■ TASK ITEM ■
Copy out all the data, word for word.
====================
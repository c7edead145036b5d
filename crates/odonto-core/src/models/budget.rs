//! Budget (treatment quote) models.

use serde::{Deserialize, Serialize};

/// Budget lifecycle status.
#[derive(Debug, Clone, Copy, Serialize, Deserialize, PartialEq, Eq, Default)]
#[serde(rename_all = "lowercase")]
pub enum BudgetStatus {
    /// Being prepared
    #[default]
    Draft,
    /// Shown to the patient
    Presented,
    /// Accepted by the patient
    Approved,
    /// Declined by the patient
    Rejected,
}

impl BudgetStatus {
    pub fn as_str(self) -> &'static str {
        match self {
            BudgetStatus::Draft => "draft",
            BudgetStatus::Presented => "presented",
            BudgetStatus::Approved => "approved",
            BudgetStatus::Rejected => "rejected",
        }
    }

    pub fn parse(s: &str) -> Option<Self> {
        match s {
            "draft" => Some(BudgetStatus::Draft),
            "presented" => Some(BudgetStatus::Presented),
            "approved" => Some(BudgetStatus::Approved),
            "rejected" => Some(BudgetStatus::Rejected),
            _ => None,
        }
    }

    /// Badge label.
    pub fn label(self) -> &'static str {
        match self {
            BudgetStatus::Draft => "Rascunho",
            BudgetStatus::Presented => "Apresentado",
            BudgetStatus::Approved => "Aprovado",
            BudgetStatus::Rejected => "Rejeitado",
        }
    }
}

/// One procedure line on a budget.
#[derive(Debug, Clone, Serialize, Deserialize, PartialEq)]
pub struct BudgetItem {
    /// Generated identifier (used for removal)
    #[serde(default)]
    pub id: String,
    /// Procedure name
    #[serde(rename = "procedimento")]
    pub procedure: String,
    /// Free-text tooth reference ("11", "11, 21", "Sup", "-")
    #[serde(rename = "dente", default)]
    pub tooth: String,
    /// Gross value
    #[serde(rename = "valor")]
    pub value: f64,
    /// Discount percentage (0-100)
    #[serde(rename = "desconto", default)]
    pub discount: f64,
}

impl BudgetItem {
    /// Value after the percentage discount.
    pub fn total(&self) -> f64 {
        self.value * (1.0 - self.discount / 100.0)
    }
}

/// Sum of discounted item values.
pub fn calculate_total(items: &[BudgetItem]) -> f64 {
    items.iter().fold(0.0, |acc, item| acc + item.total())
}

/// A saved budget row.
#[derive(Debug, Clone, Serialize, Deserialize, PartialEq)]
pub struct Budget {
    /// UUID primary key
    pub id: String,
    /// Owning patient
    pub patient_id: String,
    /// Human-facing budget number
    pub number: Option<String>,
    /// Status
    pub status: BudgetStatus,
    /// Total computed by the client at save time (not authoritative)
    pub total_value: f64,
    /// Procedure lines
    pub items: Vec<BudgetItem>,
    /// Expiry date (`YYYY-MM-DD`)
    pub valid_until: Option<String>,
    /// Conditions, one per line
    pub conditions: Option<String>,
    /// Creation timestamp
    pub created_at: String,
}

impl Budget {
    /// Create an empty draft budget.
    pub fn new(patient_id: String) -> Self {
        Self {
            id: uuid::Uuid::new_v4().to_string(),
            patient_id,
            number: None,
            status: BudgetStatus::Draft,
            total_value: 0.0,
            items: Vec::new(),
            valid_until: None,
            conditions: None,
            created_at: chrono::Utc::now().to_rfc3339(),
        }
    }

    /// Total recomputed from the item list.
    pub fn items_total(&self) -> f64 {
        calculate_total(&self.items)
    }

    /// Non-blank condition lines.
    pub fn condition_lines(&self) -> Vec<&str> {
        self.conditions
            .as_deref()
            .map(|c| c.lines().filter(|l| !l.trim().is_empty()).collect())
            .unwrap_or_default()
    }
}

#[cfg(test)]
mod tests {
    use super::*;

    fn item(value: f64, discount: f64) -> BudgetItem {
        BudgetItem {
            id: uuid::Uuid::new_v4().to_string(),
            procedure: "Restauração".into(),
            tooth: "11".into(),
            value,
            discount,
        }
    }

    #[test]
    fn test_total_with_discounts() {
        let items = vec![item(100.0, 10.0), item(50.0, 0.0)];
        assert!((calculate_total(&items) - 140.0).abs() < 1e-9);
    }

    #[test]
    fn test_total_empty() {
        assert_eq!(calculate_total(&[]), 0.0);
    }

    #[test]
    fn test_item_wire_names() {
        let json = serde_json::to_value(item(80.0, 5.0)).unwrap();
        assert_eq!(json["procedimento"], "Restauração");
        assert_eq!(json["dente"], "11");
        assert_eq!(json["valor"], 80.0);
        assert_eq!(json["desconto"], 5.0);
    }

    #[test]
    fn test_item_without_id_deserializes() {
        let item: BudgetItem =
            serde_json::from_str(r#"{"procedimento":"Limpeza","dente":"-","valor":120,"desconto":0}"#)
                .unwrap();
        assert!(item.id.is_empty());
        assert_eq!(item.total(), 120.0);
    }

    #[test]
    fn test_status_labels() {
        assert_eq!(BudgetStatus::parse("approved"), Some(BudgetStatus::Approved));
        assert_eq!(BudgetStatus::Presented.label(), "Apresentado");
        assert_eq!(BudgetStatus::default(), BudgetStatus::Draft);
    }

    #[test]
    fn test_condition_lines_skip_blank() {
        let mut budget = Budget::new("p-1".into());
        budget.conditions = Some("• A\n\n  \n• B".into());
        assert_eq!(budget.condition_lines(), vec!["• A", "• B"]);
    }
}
====================
■ TASK ANSWER ■
repository c7edead145036b5d
filename crates/odonto-core/src/models/budget.rs
//! Budget (treatment quote) models.

use serde::{Deserialize, Serialize};

/// Budget lifecycle status.
#[derive(Debug, Clone, Copy, Serialize, Deserialize, PartialEq, Eq, Default)]
#[serde(rename_all = "lowercase")]
pub enum BudgetStatus {
    /// Being prepared
    #[default]
    Draft,
    /// Shown to the patient
    Presented,
    /// Accepted by the patient
    Approved,
    /// Declined by the patient
    Rejected,
}

impl BudgetStatus {
    pub fn as_str(self) -> &'static str {
        match self {
            BudgetStatus::Draft => "draft",
            BudgetStatus::Presented => "presented",
            BudgetStatus::Approved => "approved",
            BudgetStatus::Rejected => "rejected",
        }
    }

    pub fn parse(s: &str) -> Option<Self> {
        match s {
            "draft" => Some(BudgetStatus::Draft),
            "presented" => Some(BudgetStatus::Presented),
            "approved" => Some(BudgetStatus::Approved),
            "rejected" => Some(BudgetStatus::Rejected),
            _ => None,
        }
    }

    /// Badge label.
    pub fn label(self) -> &'static str {
        match self {
            BudgetStatus::Draft => "Rascunho",
            BudgetStatus::Presented => "Apresentado",
            BudgetStatus::Approved => "Aprovado",
            BudgetStatus::Rejected => "Rejeitado",
        }
    }
}

/// One procedure line on a budget.
#[derive(Debug, Clone, Serialize, Deserialize, PartialEq)]
pub struct BudgetItem {
    /// Generated identifier (used for removal)
    #[serde(default)]
    pub id: String,
    /// Procedure name
    #[serde(rename = "procedimento")]
    pub procedure: String,
    /// Free-text tooth reference ("11", "11, 21", "Sup", "-")
    #[serde(rename = "dente", default)]
    pub tooth: String,
    /// Gross value
    #[serde(rename = "valor")]
    pub value: f64,
    /// Discount percentage (0-100)
    #[serde(rename = "desconto", default)]
    pub discount: f64,
}

impl BudgetItem {
    /// Value after the percentage discount.
    pub fn total(&self) -> f64 {
        self.value * (1.0 - self.discount / 100.0)
    }
}

/// Sum of discounted item values.
pub fn calculate_total(items: &[BudgetItem]) -> f64 {
    items.iter().fold(0.0, |acc, item| acc + item.total())
}

/// A saved budget row.
#[derive(Debug, Clone, Serialize, Deserialize, PartialEq)]
pub struct Budget {
    /// UUID primary key
    pub id: String,
    /// Owning patient
    pub patient_id: String,
    /// Human-facing budget number
    pub number: Option<String>,
    /// Status
    pub status: BudgetStatus,
    /// Total computed by the client at save time (not authoritative)
    pub total_value: f64,
    /// Procedure lines
    pub items: Vec<BudgetItem>,
    /// Expiry date (`YYYY-MM-DD`)
    pub valid_until: Option<String>,
    /// Conditions, one per line
    pub conditions: Option<String>,
    /// Creation timestamp
    pub created_at: String,
}

impl Budget {
    /// Create an empty draft budget.
    pub fn new(patient_id: String) -> Self {
        Self {
            id: uuid::Uuid::new_v4().to_string(),
            patient_id,
            number: None,
            status: BudgetStatus::Draft,
            total_value: 0.0,
            items: Vec::new(),
            valid_until: None,
            conditions: None,
            created_at: chrono::Utc::now().to_rfc3339(),
        }
    }

    /// Total recomputed from the item list.
    pub fn items_total(&self) -> f64 {
        calculate_total(&self.items)
    }

    /// Non-blank condition lines.
    pub fn condition_lines(&self) -> Vec<&str> {
        self.conditions
            .as_deref()
            .map(|c| c.lines().filter(|l| !l.trim().is_empty()).collect())
            .unwrap_or_default()
    }
}

#[cfg(test)]
mod tests {
    use super::*;

    fn item(value: f64, discount: f64) -> BudgetItem {
        BudgetItem {
            id: uuid::Uuid::new_v4().to_string(),
            procedure: "Restauração".into(),
            tooth: "11".into(),
            value,
            discount,
        }
    }

    #[test]
    fn test_total_with_discounts() {
        let items = vec![item(100.0, 10.0), item(50.0, 0.0)];
        assert!((calculate_total(&items) - 140.0).abs() < 1e-9);
    }

    #[test]
    fn test_total_empty() {
        assert_eq!(calculate_total(&[]), 0.0);
    }

    #[test]
    fn test_item_wire_names() {
        let json = serde_json::to_value(item(80.0, 5.0)).unwrap();
        assert_eq!(json["procedimento"], "Restauração");
        assert_eq!(json["dente"], "11");
        assert_eq!(json["valor"], 80.0);
        assert_eq!(json["desconto"], 5.0);
    }

    #[test]
    fn test_item_without_id_deserializes() {
        let item: BudgetItem =
            serde_json::from_str(r#"{"procedimento":"Limpeza","dente":"-","valor":120,"desconto":0}"#)
                .unwrap();
        assert!(item.id.is_empty());
        assert_eq!(item.total(), 120.0);
    }

    #[test]
    fn test_status_labels() {
        assert_eq!(BudgetStatus::parse("approved"), Some(BudgetStatus::Approved));
        assert_eq!(BudgetStatus::Presented.label(), "Apresentado");
        assert_eq!(BudgetStatus::default(), BudgetStatus::Draft);
    }

    #[test]
    fn test_condition_lines_skip_blank() {
        let mut budget = Budget::new("p-1".into());
        budget.conditions = Some("• A\n\n  \n• B".into());
        assert_eq!(budget.condition_lines(), vec!["• A", "• B"]);
    }
}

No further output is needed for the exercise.